▶ Material supplied
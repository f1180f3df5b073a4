use sea_orm_migration::{prelude::*, schema::*};

static FK_TOKEN_USER_ID: &str = "fk_token_user_id";
static FK_TOOL_USER_ID: &str = "fk_tool_user_id";
static FK_TAG_TOOL_ID: &str = "fk_tag_tool_id";
static FK_WORKFLOW_USER_ID: &str = "fk_workflow_user_id";
static FK_WORKFLOWVERSION_WORKFLOW_ID: &str = "fk_workflowversion_workflow_id";

/// Base schema for users, tokens, tools, workflows and their descriptor files.
pub struct Migration;

impl MigrationName for Migration {
    fn name(&self) -> &str {
        "1.3.0.generated"
    }
}

#[async_trait::async_trait]
impl MigrationTrait for Migration {
    async fn up(&self, manager: &SchemaManager) -> Result<(), DbErr> {
        manager
            .create_table(
                Table::create()
                    .table(Enduser::Table)
                    .if_not_exists()
                    .col(pk_auto(Enduser::Id))
                    .col(string(Enduser::Username))
                    .col(boolean(Enduser::IsAdmin).default(false))
                    .col(string_null(Enduser::AvatarUrl))
                    .to_owned(),
            )
            .await?;

        manager
            .create_table(
                Table::create()
                    .table(Token::Table)
                    .if_not_exists()
                    .col(pk_auto(Token::Id))
                    .col(integer(Token::UserId))
                    .col(string(Token::TokenSource))
                    .col(string(Token::Content))
                    .col(string_null(Token::RefreshToken))
                    .col(string(Token::Username))
                    .foreign_key(
                        ForeignKey::create()
                            .name(FK_TOKEN_USER_ID)
                            .from(Token::Table, Token::UserId)
                            .to(Enduser::Table, Enduser::Id)
                            .on_delete(ForeignKeyAction::Cascade),
                    )
                    .to_owned(),
            )
            .await?;

        manager
            .create_table(
                Table::create()
                    .table(Tool::Table)
                    .if_not_exists()
                    .col(pk_auto(Tool::Id))
                    .col(integer(Tool::UserId))
                    .col(string(Tool::Registry))
                    .col(string(Tool::Namespace))
                    .col(string(Tool::Name))
                    .col(string_null(Tool::Toolname))
                    .col(string(Tool::Mode))
                    .col(string(Tool::GitUrl))
                    .col(boolean(Tool::IsPublished).default(false))
                    .col(string(Tool::DefaultCwlPath))
                    .col(string(Tool::DefaultWdlPath))
                    .col(string(Tool::DefaultDockerfilePath))
                    .foreign_key(
                        ForeignKey::create()
                            .name(FK_TOOL_USER_ID)
                            .from(Tool::Table, Tool::UserId)
                            .to(Enduser::Table, Enduser::Id)
                            .on_delete(ForeignKeyAction::Cascade),
                    )
                    .to_owned(),
            )
            .await?;

        manager
            .create_table(
                Table::create()
                    .table(Tag::Table)
                    .if_not_exists()
                    .col(pk_auto(Tag::Id))
                    .col(integer(Tag::ToolId))
                    .col(string(Tag::Name))
                    .col(string(Tag::Reference))
                    .col(string_null(Tag::ImageId))
                    .col(string(Tag::CwlPath))
                    .col(string(Tag::WdlPath))
                    .col(string(Tag::DockerfilePath))
                    .col(boolean(Tag::Hidden).default(false))
                    .foreign_key(
                        ForeignKey::create()
                            .name(FK_TAG_TOOL_ID)
                            .from(Tag::Table, Tag::ToolId)
                            .to(Tool::Table, Tool::Id)
                            .on_delete(ForeignKeyAction::Cascade),
                    )
                    .to_owned(),
            )
            .await?;

        manager
            .create_table(
                Table::create()
                    .table(Workflow::Table)
                    .if_not_exists()
                    .col(pk_auto(Workflow::Id))
                    .col(integer(Workflow::UserId))
                    .col(string(Workflow::SourceControl))
                    .col(string(Workflow::Organization))
                    .col(string(Workflow::Repository))
                    .col(string_null(Workflow::WorkflowName))
                    .col(string(Workflow::DescriptorType))
                    .col(string(Workflow::DefaultWorkflowPath))
                    .col(boolean(Workflow::IsPublished).default(false))
                    .col(string(Workflow::Mode))
                    .foreign_key(
                        ForeignKey::create()
                            .name(FK_WORKFLOW_USER_ID)
                            .from(Workflow::Table, Workflow::UserId)
                            .to(Enduser::Table, Enduser::Id)
                            .on_delete(ForeignKeyAction::Cascade),
                    )
                    .to_owned(),
            )
            .await?;

        manager
            .create_table(
                Table::create()
                    .table(Workflowversion::Table)
                    .if_not_exists()
                    .col(pk_auto(Workflowversion::Id))
                    .col(integer(Workflowversion::WorkflowId))
                    .col(string(Workflowversion::Name))
                    .col(string(Workflowversion::Reference))
                    .col(string(Workflowversion::WorkflowPath))
                    .col(string_null(Workflowversion::CommitId))
                    .col(boolean(Workflowversion::Hidden).default(false))
                    .foreign_key(
                        ForeignKey::create()
                            .name(FK_WORKFLOWVERSION_WORKFLOW_ID)
                            .from(Workflowversion::Table, Workflowversion::WorkflowId)
                            .to(Workflow::Table, Workflow::Id)
                            .on_delete(ForeignKeyAction::Cascade),
                    )
                    .to_owned(),
            )
            .await?;

        manager
            .create_table(
                Table::create()
                    .table(Sourcefile::Table)
                    .if_not_exists()
                    .col(pk_auto(Sourcefile::Id))
                    .col(string(Sourcefile::ParentType))
                    .col(integer(Sourcefile::ParentId))
                    .col(string(Sourcefile::Path))
                    .col(string(Sourcefile::FileType))
                    .col(text(Sourcefile::Content))
                    .to_owned(),
            )
            .await?;

        Ok(())
    }

    async fn down(&self, manager: &SchemaManager) -> Result<(), DbErr> {
        manager
            .drop_table(Table::drop().table(Sourcefile::Table).to_owned())
            .await?;
        manager
            .drop_table(Table::drop().table(Workflowversion::Table).to_owned())
            .await?;
        manager
            .drop_table(Table::drop().table(Workflow::Table).to_owned())
            .await?;
        manager
            .drop_table(Table::drop().table(Tag::Table).to_owned())
            .await?;
        manager
            .drop_table(Table::drop().table(Tool::Table).to_owned())
            .await?;
        manager
            .drop_table(Table::drop().table(Token::Table).to_owned())
            .await?;
        manager
            .drop_table(Table::drop().table(Enduser::Table).to_owned())
            .await?;

        Ok(())
    }
}

#[derive(DeriveIden)]
pub enum Enduser {
    Table,
    Id,
    Username,
    IsAdmin,
    AvatarUrl,
}

#[derive(DeriveIden)]
pub enum Token {
    Table,
    Id,
    UserId,
    TokenSource,
    Content,
    RefreshToken,
    Username,
}

#[derive(DeriveIden)]
pub enum Tool {
    Table,
    Id,
    UserId,
    Registry,
    Namespace,
    Name,
    Toolname,
    Mode,
    GitUrl,
    IsPublished,
    DefaultCwlPath,
    DefaultWdlPath,
    DefaultDockerfilePath,
    Topic,
}

#[derive(DeriveIden)]
pub enum Tag {
    Table,
    Id,
    ToolId,
    Name,
    Reference,
    ImageId,
    CwlPath,
    WdlPath,
    DockerfilePath,
    Hidden,
    Valid,
}

#[derive(DeriveIden)]
pub enum Workflow {
    Table,
    Id,
    UserId,
    SourceControl,
    Organization,
    Repository,
    WorkflowName,
    DescriptorType,
    DefaultWorkflowPath,
    IsPublished,
    Mode,
    Topic,
    GithubAppInstallationId,
    LastRefreshed,
}

#[derive(DeriveIden)]
pub enum Workflowversion {
    Table,
    Id,
    WorkflowId,
    Name,
    Reference,
    WorkflowPath,
    CommitId,
    Hidden,
    Valid,
}

#[derive(DeriveIden)]
pub enum Sourcefile {
    Table,
    Id,
    ParentType,
    ParentId,
    Path,
    FileType,
    Content,
}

▶ What is expected
Output each record precisely as given.

▶ Reply
repository f1180f3df5b073a4
use sea_orm_migration::{prelude::*, schema::*};

static FK_TOKEN_USER_ID: &str = "fk_token_user_id";
static FK_TOOL_USER_ID: &str = "fk_tool_user_id";
static FK_TAG_TOOL_ID: &str = "fk_tag_tool_id";
static FK_WORKFLOW_USER_ID: &str = "fk_workflow_user_id";
static FK_WORKFLOWVERSION_WORKFLOW_ID: &str = "fk_workflowversion_workflow_id";

/// Base schema for users, tokens, tools, workflows and their descriptor files.
pub struct Migration;

impl MigrationName for Migration {
    fn name(&self) -> &str {
        "1.3.0.generated"
    }
}

#[async_trait::async_trait]
impl MigrationTrait for Migration {
    async fn up(&self, manager: &SchemaManager) -> Result<(), DbErr> {
        manager
            .create_table(
                Table::create()
                    .table(Enduser::Table)
                    .if_not_exists()
                    .col(pk_auto(Enduser::Id))
                    .col(string(Enduser::Username))
                    .col(boolean(Enduser::IsAdmin).default(false))
                    .col(string_null(Enduser::AvatarUrl))
                    .to_owned(),
            )
            .await?;

        manager
            .create_table(
                Table::create()
                    .table(Token::Table)
                    .if_not_exists()
                    .col(pk_auto(Token::Id))
                    .col(integer(Token::UserId))
                    .col(string(Token::TokenSource))
                    .col(string(Token::Content))
                    .col(string_null(Token::RefreshToken))
                    .col(string(Token::Username))
                    .foreign_key(
                        ForeignKey::create()
                            .name(FK_TOKEN_USER_ID)
                            .from(Token::Table, Token::UserId)
                            .to(Enduser::Table, Enduser::Id)
                            .on_delete(ForeignKeyAction::Cascade),
                    )
                    .to_owned(),
            )
            .await?;

        manager
            .create_table(
                Table::create()
                    .table(Tool::Table)
                    .if_not_exists()
                    .col(pk_auto(Tool::Id))
                    .col(integer(Tool::UserId))
                    .col(string(Tool::Registry))
                    .col(string(Tool::Namespace))
                    .col(string(Tool::Name))
                    .col(string_null(Tool::Toolname))
                    .col(string(Tool::Mode))
                    .col(string(Tool::GitUrl))
                    .col(boolean(Tool::IsPublished).default(false))
                    .col(string(Tool::DefaultCwlPath))
                    .col(string(Tool::DefaultWdlPath))
                    .col(string(Tool::DefaultDockerfilePath))
                    .foreign_key(
                        ForeignKey::create()
                            .name(FK_TOOL_USER_ID)
                            .from(Tool::Table, Tool::UserId)
                            .to(Enduser::Table, Enduser::Id)
                            .on_delete(ForeignKeyAction::Cascade),
                    )
                    .to_owned(),
            )
            .await?;

        manager
            .create_table(
                Table::create()
                    .table(Tag::Table)
                    .if_not_exists()
                    .col(pk_auto(Tag::Id))
                    .col(integer(Tag::ToolId))
                    .col(string(Tag::Name))
                    .col(string(Tag::Reference))
                    .col(string_null(Tag::ImageId))
                    .col(string(Tag::CwlPath))
                    .col(string(Tag::WdlPath))
                    .col(string(Tag::DockerfilePath))
                    .col(boolean(Tag::Hidden).default(false))
                    .foreign_key(
                        ForeignKey::create()
                            .name(FK_TAG_TOOL_ID)
                            .from(Tag::Table, Tag::ToolId)
                            .to(Tool::Table, Tool::Id)
                            .on_delete(ForeignKeyAction::Cascade),
                    )
                    .to_owned(),
            )
            .await?;

        manager
            .create_table(
                Table::create()
                    .table(Workflow::Table)
                    .if_not_exists()
                    .col(pk_auto(Workflow::Id))
                    .col(integer(Workflow::UserId))
                    .col(string(Workflow::SourceControl))
                    .col(string(Workflow::Organization))
                    .col(string(Workflow::Repository))
                    .col(string_null(Workflow::WorkflowName))
                    .col(string(Workflow::DescriptorType))
                    .col(string(Workflow::DefaultWorkflowPath))
                    .col(boolean(Workflow::IsPublished).default(false))
                    .col(string(Workflow::Mode))
                    .foreign_key(
                        ForeignKey::create()
                            .name(FK_WORKFLOW_USER_ID)
                            .from(Workflow::Table, Workflow::UserId)
                            .to(Enduser::Table, Enduser::Id)
                            .on_delete(ForeignKeyAction::Cascade),
                    )
                    .to_owned(),
            )
            .await?;

        manager
            .create_table(
                Table::create()
                    .table(Workflowversion::Table)
                    .if_not_exists()
                    .col(pk_auto(Workflowversion::Id))
                    .col(integer(Workflowversion::WorkflowId))
                    .col(string(Workflowversion::Name))
                    .col(string(Workflowversion::Reference))
                    .col(string(Workflowversion::WorkflowPath))
                    .col(string_null(Workflowversion::CommitId))
                    .col(boolean(Workflowversion::Hidden).default(false))
                    .foreign_key(
                        ForeignKey::create()
                            .name(FK_WORKFLOWVERSION_WORKFLOW_ID)
                            .from(Workflowversion::Table, Workflowversion::WorkflowId)
                            .to(Workflow::Table, Workflow::Id)
                            .on_delete(ForeignKeyAction::Cascade),
                    )
                    .to_owned(),
            )
            .await?;

        manager
            .create_table(
                Table::create()
                    .table(Sourcefile::Table)
                    .if_not_exists()
                    .col(pk_auto(Sourcefile::Id))
                    .col(string(Sourcefile::ParentType))
                    .col(integer(Sourcefile::ParentId))
                    .col(string(Sourcefile::Path))
                    .col(string(Sourcefile::FileType))
                    .col(text(Sourcefile::Content))
                    .to_owned(),
            )
            .await?;

        Ok(())
    }

    async fn down(&self, manager: &SchemaManager) -> Result<(), DbErr> {
        manager
            .drop_table(Table::drop().table(Sourcefile::Table).to_owned())
            .await?;
        manager
            .drop_table(Table::drop().table(Workflowversion::Table).to_owned())
            .await?;
        manager
            .drop_table(Table::drop().table(Workflow::Table).to_owned())
            .await?;
        manager
            .drop_table(Table::drop().table(Tag::Table).to_owned())
            .await?;
        manager
            .drop_table(Table::drop().table(Tool::Table).to_owned())
            .await?;
        manager
            .drop_table(Table::drop().table(Token::Table).to_owned())
            .await?;
        manager
            .drop_table(Table::drop().table(Enduser::Table).to_owned())
            .await?;

        Ok(())
    }
}

#[derive(DeriveIden)]
pub enum Enduser {
    Table,
    Id,
    Username,
    IsAdmin,
    AvatarUrl,
}

#[derive(DeriveIden)]
pub enum Token {
    Table,
    Id,
    UserId,
    TokenSource,
    Content,
    RefreshToken,
    Username,
}

#[derive(DeriveIden)]
pub enum Tool {
    Table,
    Id,
    UserId,
    Registry,
    Namespace,
    Name,
    Toolname,
    Mode,
    GitUrl,
    IsPublished,
    DefaultCwlPath,
    DefaultWdlPath,
    DefaultDockerfilePath,
    Topic,
}

#[derive(DeriveIden)]
pub enum Tag {
    Table,
    Id,
    ToolId,
    Name,
    Reference,
    ImageId,
    CwlPath,
    WdlPath,
    DockerfilePath,
    Hidden,
    Valid,
}

#[derive(DeriveIden)]
pub enum Workflow {
    Table,
    Id,
    UserId,
    SourceControl,
    Organization,
    Repository,
    WorkflowName,
    DescriptorType,
    DefaultWorkflowPath,
    IsPublished,
    Mode,
    Topic,
    GithubAppInstallationId,
    LastRefreshed,
}

#[derive(DeriveIden)]
pub enum Workflowversion {
    Table,
    Id,
    WorkflowId,
    Name,
    Reference,
    WorkflowPath,
    CommitId,
    Hidden,
    Valid,
}

#[derive(DeriveIden)]
pub enum Sourcefile {
    Table,
    Id,
    ParentType,
    ParentId,
    Path,
    FileType,
    Content,
}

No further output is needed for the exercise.